使用Balb/C小鼠建立小鼠骨肉瘤原位动物模型，用于Au DENPs-巨噬细胞复合物的在体治疗。动物模型构建方式与实施例12相同。待模型建成后，将成瘤的小鼠进行分组，分为4组，分别为空白对照(Control)组、化疗(DOX)组、Au DENPs-巨噬细胞治疗组以及联合治疗(Au DENPs-巨噬细胞复合物+DOX)组。其中Control组(给予100μL生理盐水)、DOX组(尾静脉给药DOX，浓度为4.0mg/kg体重)、Au DENPs-巨噬细胞复合物治疗组(尾静脉注射AuDENPs-巨噬细胞复合物1×10⁶个细胞/100μL)、联合治疗组(先给与等量的Au DENPs-巨噬细胞复合物，1小时后，给与相同剂量的DOX)，隔天注射，共一周。观察2周，在此期间，对各治疗组的小鼠的膝关节体积(附图18)以及体重(附图19)进行测量以评价治疗效果。可以看到Control组的膝盖体积最大，Au DENPs-巨噬细胞复合物+DOX治疗组的膝盖体积明显较其他组小。由于骨肉瘤的恶性程度高，总体上，各组小鼠的体重都较治疗初期有降低。Control组的体重下降幅度最大，而Au DENPs-巨噬细胞复合物治疗组的降幅最小。治疗周期结束后，采用眼球取血的方式获取各组小鼠的血清用于血清TNF-α的定量检测，后获取各组小鼠的肿瘤以及重要内脏器官(心脏、肝脏、脾脏、肺脏以及肾脏)用于病理检测。可以看到，各组肿瘤组织的H&E以及荧光TUNEL检测(附图20)中，Au DENPs-巨噬细胞复合物+DOX组的肿瘤组织结构最为稀疏，凋亡荧光强度最强，DOX组、Au DENPs-巨噬细胞复合物组、Control组依次减弱。血清TNF-α的ELISA检测结果(附图21)显示，Control组与DOX组的TNF-α的水平较低，Au DENPs-巨噬细胞复合物治疗组中TNF-α的水平较前两组有所增加，Au DENPs-巨噬细胞复合物+DOX组的TNF-α含量最高，明显高于其他三组。另外，四个治疗组小鼠的主要脏器H&E染色结果显示(附图22)，与Control组相比，其他三个治疗组未对小鼠的内脏产生损害，说明Au DENPs-巨噬细胞复合物未对机体正常组织产生伤害。总体上，Au DENPs-巨噬细胞复合物对骨肉瘤具有一定的治疗效果，Au DENPs-巨噬细胞复合物与DOX联合使用的治疗效果优于单独化疗组，说明Au DENPs-巨噬细胞复合物还可以进一步增强DOX对于骨肉瘤的治疗作用。

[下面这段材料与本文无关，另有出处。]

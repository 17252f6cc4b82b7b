//! Seed command implementation

use anyhow::{Context, Result};
use su_seed::CreateOptions;

use crate::cli::{SeedApplyArgs, SeedArgs, SeedCommands, SeedCreateArgs};
use crate::context::RuntimeContext;

/// Execute the seed command
pub(crate) async fn execute(args: &SeedArgs, ctx: &RuntimeContext) -> Result<()> {
    match &args.command {
        SeedCommands::Create(create) => execute_create(create, ctx).await,
        SeedCommands::Apply(apply) => execute_apply(apply, ctx).await,
    }
}

async fn execute_create(args: &SeedCreateArgs, ctx: &RuntimeContext) -> Result<()> {
    let url = ctx.database_url()?;
    let seed_dir = ctx.seed_set_dir(&args.name);
    let query_file = args
        .query_file
        .clone()
        .unwrap_or_else(|| ctx.settings.seed_dir.join(format!("{}.sql", args.name)));

    println!("Creating seed '{}' from the database...", args.name);
    let report = ctx
        .seeder()
        .create(
            url,
            &ctx.settings.migrations_dir,
            &seed_dir,
            Some(&query_file),
            CreateOptions {
                dry_run: args.dry_run,
            },
        )
        .await
        .with_context(|| format!("Failed to create seed '{}'", args.name))?;

    match &report.flatten {
        None => println!(
            "Dry run: exported {} tables, no files were modified",
            report.files.len()
        ),
        Some(flatten) => {
            println!(
                "Wrote {} seed files to {}",
                report.files.len(),
                seed_dir.display()
            );
            println!("Flattened migrations into {}", flatten.written.display());
        }
    }
    Ok(())
}

async fn execute_apply(args: &SeedApplyArgs, ctx: &RuntimeContext) -> Result<()> {
    let url = ctx.database_url()?;
    let seed_dir = ctx.seed_set_dir(&args.name);

    let report = ctx
        .seeder()
        .apply(url, &ctx.settings.migrations_dir, &seed_dir)
        .await
        .with_context(|| format!("Failed to apply seed '{}'", args.name))?;

    println!(
        "Seed '{}' applied ({} tables loaded)",
        args.name,
        report.loaded.len()
    );
    Ok(())
}
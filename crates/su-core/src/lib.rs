//! su-core - Core library for Seedup
//!
//! Shared domain model: migration versions and files, the migrations
//! directory listing, seedable tables, SQL quoting and project configuration.

pub mod config;
pub mod error;
pub mod migration;
pub mod names;
mod newtype_string;
pub mod sql_utils;
pub mod table;
pub mod version;

pub use config::{Config, ToolsConfig};
pub use error::{CoreError, CoreResult};
pub use migration::{list_all, MigrationFile};
pub use names::{AppliedVersion, BaseBranch, SeedName};
pub use table::TableInfo;
pub use version::MigrationVersion;
//! Configuration types and parsing for seedup.yml
//!
//! Every field is optional; command-line flags and environment variables
//! take precedence over the file, and the file over the built-in defaults.

use crate::error::{CoreError, CoreResult};
use serde::{Deserialize, Serialize};
use std::path::{Path, PathBuf};

/// File names searched for in the project directory, in order.
pub const CONFIG_FILE_NAMES: [&str; 2] = ["seedup.yml", "seedup.yaml"];

/// Project configuration from seedup.yml
#[derive(Debug, Clone, Default, Serialize, Deserialize)]
#[serde(deny_unknown_fields)]
pub struct Config {
    /// PostgreSQL connection URL
    #[serde(default)]
    pub database_url: Option<String>,

    /// Superuser URL for database/user administration
    #[serde(default)]
    pub admin_url: Option<String>,

    /// Directory holding `<version>_<slug>.sql` migrations
    #[serde(default)]
    pub migrations_dir: Option<PathBuf>,

    /// Directory holding seed sets (`<name>/` and `<name>.sql`)
    #[serde(default)]
    pub seed_dir: Option<PathBuf>,

    /// Branch new migrations are compared against
    #[serde(default)]
    pub base_branch: Option<String>,

    /// External tool locations
    #[serde(default)]
    pub tools: ToolsConfig,
}

/// Names (or paths) of the external binaries and the runner's table
#[derive(Debug, Clone, Serialize, Deserialize)]
#[serde(deny_unknown_fields)]
pub struct ToolsConfig {
    #[serde(default = "default_goose")]
    pub goose: String,

    #[serde(default = "default_psql")]
    pub psql: String,

    #[serde(default = "default_pg_dump")]
    pub pg_dump: String,

    #[serde(default = "default_git")]
    pub git: String,

    #[serde(default = "default_dbml")]
    pub dbml: String,

    /// Remote the base branch is fetched from
    #[serde(default = "default_remote")]
    pub remote: String,

    /// Bookkeeping table of the migration runner, optionally schema-qualified
    #[serde(default = "default_version_table")]
    pub version_table: String,
}

impl Default for ToolsConfig {
    fn default() -> Self {
        Self {
            goose: default_goose(),
            psql: default_psql(),
            pg_dump: default_pg_dump(),
            git: default_git(),
            dbml: default_dbml(),
            remote: default_remote(),
            version_table: default_version_table(),
        }
    }
}

fn default_goose() -> String {
    "goose".to_string()
}

fn default_psql() -> String {
    "psql".to_string()
}

fn default_pg_dump() -> String {
    "pg_dump".to_string()
}

fn default_git() -> String {
    "git".to_string()
}

fn default_dbml() -> String {
    "dbml".to_string()
}

fn default_remote() -> String {
    "origin".to_string()
}

fn default_version_table() -> String {
    DEFAULT_VERSION_TABLE.to_string()
}

/// goose's bookkeeping table
pub const DEFAULT_VERSION_TABLE: &str = "goose_db_version";

pub const DEFAULT_MIGRATIONS_DIR: &str = "./migrations";

pub const DEFAULT_SEED_DIR: &str = "./seed";

pub const DEFAULT_BASE_BRANCH: &str = "main";

impl Config {
    /// Load configuration from a file path
    pub fn load(path: &Path) -> CoreResult<Self> {
        if !path.exists() {
            return Err(CoreError::ConfigNotFound {
                path: path.display().to_string(),
            });
        }

        let content = std::fs::read_to_string(path).map_err(|e| CoreError::IoWithPath {
            path: path.display().to_string(),
            source: e,
        })?;
        let config: Config = serde_yaml::from_str(&content)?;
        config.validate()?;
        Ok(config)
    }

    /// Load seedup.yml / seedup.yaml from `dir`, or defaults when neither exists
    pub fn load_from_dir(dir: &Path) -> CoreResult<Self> {
        for name in CONFIG_FILE_NAMES {
            let path = dir.join(name);
            if path.exists() {
                log::debug!("Loading config from {}", path.display());
                return Self::load(&path);
            }
        }
        Ok(Self::default())
    }

    fn validate(&self) -> CoreResult<()> {
        if self.tools.version_table.trim().is_empty() {
            return Err(CoreError::ConfigInvalid {
                message: "tools.version_table cannot be empty".to_string(),
            });
        }
        if let Some(branch) = &self.base_branch {
            if crate::BaseBranch::try_new(branch.as_str()).is_none() {
                return Err(CoreError::ConfigInvalid {
                    message: format!("base_branch '{}' is not a valid branch name", branch),
                });
            }
        }
        Ok(())
    }

    /// Migrations directory, falling back to `./migrations`
    pub fn migrations_dir(&self) -> PathBuf {
        self.migrations_dir
            .clone()
            .unwrap_or_else(|| PathBuf::from(DEFAULT_MIGRATIONS_DIR))
    }

    /// Seed directory, falling back to `./seed`
    pub fn seed_dir(&self) -> PathBuf {
        self.seed_dir
            .clone()
            .unwrap_or_else(|| PathBuf::from(DEFAULT_SEED_DIR))
    }

    /// Base branch, falling back to `main`
    pub fn base_branch(&self) -> &str {
        self.base_branch.as_deref().unwrap_or(DEFAULT_BASE_BRANCH)
    }
}

#[cfg(test)]
#[path = "config_test.rs"]
mod tests;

以上详细描述了本发明的较佳具体实施例。应当理解，本领域的普通技术无需创造性劳动就可以根据本发明的构思作出诸多修改和变化。因此，凡本技术领域中技术人员依本发明的构思在现有技术的基础上通过逻辑分析、推理或者有限的实验可以得到的技术方案，皆应在由权利要求书所确定的保护范围内。